As Facebook stock jumps, Eduardo Saverin renounces citizenship
John Lamparski/WireImage; Jim Spellman/WireImage
Dear Eduardo,
Congratulations on Facebook going public. You are now an even richer billionaire than you were yesterday. You have every reason to celebrate and make nice with your former colleague and bitter legal adversary, Mark Zuckerberg. But I'd like to talk to you about something else — that other reason people now recognize your name — your recent decision to renounce your American citizenship to live in Singapore.
See, here's the deal: We liked you. We all did. Granted, we didn't know you; we knew Andrew Garfield playing you in The Social Network. You were kind of that film's hero — you knew right away Justin Timberlake was trouble and then you smashed Jesse Eisenberg's laptop! Man, we've all been there. Everything turned out okay in the end, of course: You settled for a billion-dollar slice of Facebook, Garfield became Spider-Man. Everybody won.
But last week, just as Wall Street was readying Facebook's public stock offering, it was revealed that you had renounced your American citizenship last September. Critics are saying you made the move to minimize your tax burden — Singapore has no capital gains tax — and two U.S. senators are so upset they won't be able to spend your millions on pork that they want to ban you from ever returning to this country. Bloomberg News estimated that your decision will ultimately save you about $67 million, but I can't believe it's just about the money — a mountain of it for us 99 percenters, but not to a multibillionaire like yourself. My abacus says that $67 million to someone worth four billion is the equivalent of $16,750 to some lowly millionaire. So let's pretend we're all millionaires for a second: Is your reputation — and that of a darned good movie — worth less than 20 grand?

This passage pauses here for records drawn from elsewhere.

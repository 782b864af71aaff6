//! # udp-tunnel
//!
//! Relay request/reply UDP traffic through an ssh stream tunnel.
//!
//! Some networks drop UDP but let ssh through. Kerberos clients talk to
//! their KDC over UDP, one request datagram and one reply datagram at a
//! time, which makes that traffic easy to carry over a stream: every
//! request becomes one TCP session through an `ssh -L` forward.
//!
//! ```text
//!  local host                                   far host
//! ┌─────────────────────────────┐              ┌──────────────────────────────┐
//! │ kinit ──udp──► LocalRelay ──┼── ssh -L ───►│ RemoteRelay ──udp──► KDC :88 │
//! │       ◄──udp──            ◄─┼──────────────┼─            ◄──udp──         │
//! │                             │              │                              │
//! │ Lifecycle: owns ssh, kills  │── ssh pkill ►│                              │
//! │ the remote relay on exit    │              │                              │
//! └─────────────────────────────┘              └──────────────────────────────┘
//! ```
//!
//! ## Modules
//!
//! - [`local`]: datagrams in, one stream session per datagram out
//! - [`remote`]: stream sessions in, datagrams with bounded retry out
//! - [`tunnel`]: the `ssh` master process and the remote kill command
//! - [`lifecycle`]: signal handling and exactly-once cleanup
//!
//! Session framing lives in [`udp_tunnel_net`].
//!
//! ## Example
//!
//! Relay between a loopback client and a loopback destination, with a
//! plain TCP port standing in for the ssh forward:
//!
//! ```rust,no_run
//! use udp_tunnel::local::{LocalConfig, LocalRelay};
//! use udp_tunnel::remote::{RemoteConfig, RemoteRelay};
//! use udp_tunnel_net::Graceful;
//!
//! # async fn example() -> Result<(), Box<dyn std::error::Error>> {
//! let graceful = Graceful::new();
//!
//! let remote = RemoteRelay::bind(RemoteConfig {
//!     listen_port: 18889,
//!     destination: "kdc.example.org:88".to_string(),
//!     ..RemoteConfig::default()
//! })
//! .await?;
//! tokio::spawn(remote.run(graceful.clone()));
//!
//! let local = LocalRelay::bind(LocalConfig {
//!     listen_port: 18888,
//!     forward_port: 18889,
//!     ..LocalConfig::default()
//! })
//! .await?;
//! local.run(graceful).await?;
//! # Ok(())
//! # }
//! ```

pub mod error;
pub mod lifecycle;
pub mod local;
pub mod remote;
pub mod tunnel;

pub use error::{LifecycleError, RelayError, SetupError, TeardownError};
pub use lifecycle::{CleanupReport, Lifecycle, Signals, Teardown, Termination};
pub use local::{LocalConfig, LocalRelay};
pub use remote::{Destination, RemoteConfig, RemoteRelay, RetryPolicy};
pub use tunnel::{SshTunnel, TunnelConfig, TunnelProcess};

In your defense, you were only an American for about a decade, coming to this country in the mid 1990s from Brazil, where you were born. So when you responded to the recent criticism by saying, "This had nothing to do with taxes…. I thought of myself as a global citizen," I believed you. But many Americans aren't so understanding. We're more than happy to welcome other countries' millionaires, or media moguls, or baseball players with 100-mile-per-hour fastballs as citizens, but the door does not swing both ways. In our simple minds, the only people who renounce their American citizenship are the likes of Lee Harvey Oswald.
See? You've gone from Peter Parker to Lee Harvey Oswald in a week. You're right: I'm not being rational, but I'm the least of your problems. Essentially, what you did by bolting the U.S. is the same thing you did to Zuckerberg when you froze the Facebook accounts. "It's infuriating to see someone sell out the country that welcomed him and kept him safe, educated him and helped him become a billionaire," raved Sen. Schumer of New York. (I can only imagine what they're saying about you back in Brazil! They've been rejected twice!)
So how can you fix this? It's a tough sell to the American people, I'll be honest. The good thing is you are worth $4 billion, so you don't have to give a darn one way or the other. But should you want to salvage your image here, I would suggest the following:
Rig the 2014 World Cup in Brazil so America wins. Bonus points if we defeat Brazil in the final. This would cost you $50-60 million, tops.
Donate enough money to Harvard that they'll change the name of the university. Don't name it after yourself; that would make things worse for you. Rather, simply add a word or two to shed some of the school's snobbery. Harvard State or Harvard A&M both have a nice ring.
Throw more money at Aaron Sorkin to write another screenplay about you. If anyone can spin this, it's Sorkin. And if he can't, he can just borrow some lines from The Social Network and his other scripts.
In conclusion, I don't want you to worry. Your success is no accident, and I actually admire you for thinking of the long term. Singapore, I hear, is a beautiful, ultra-modern city. A little expensive, though, so save up.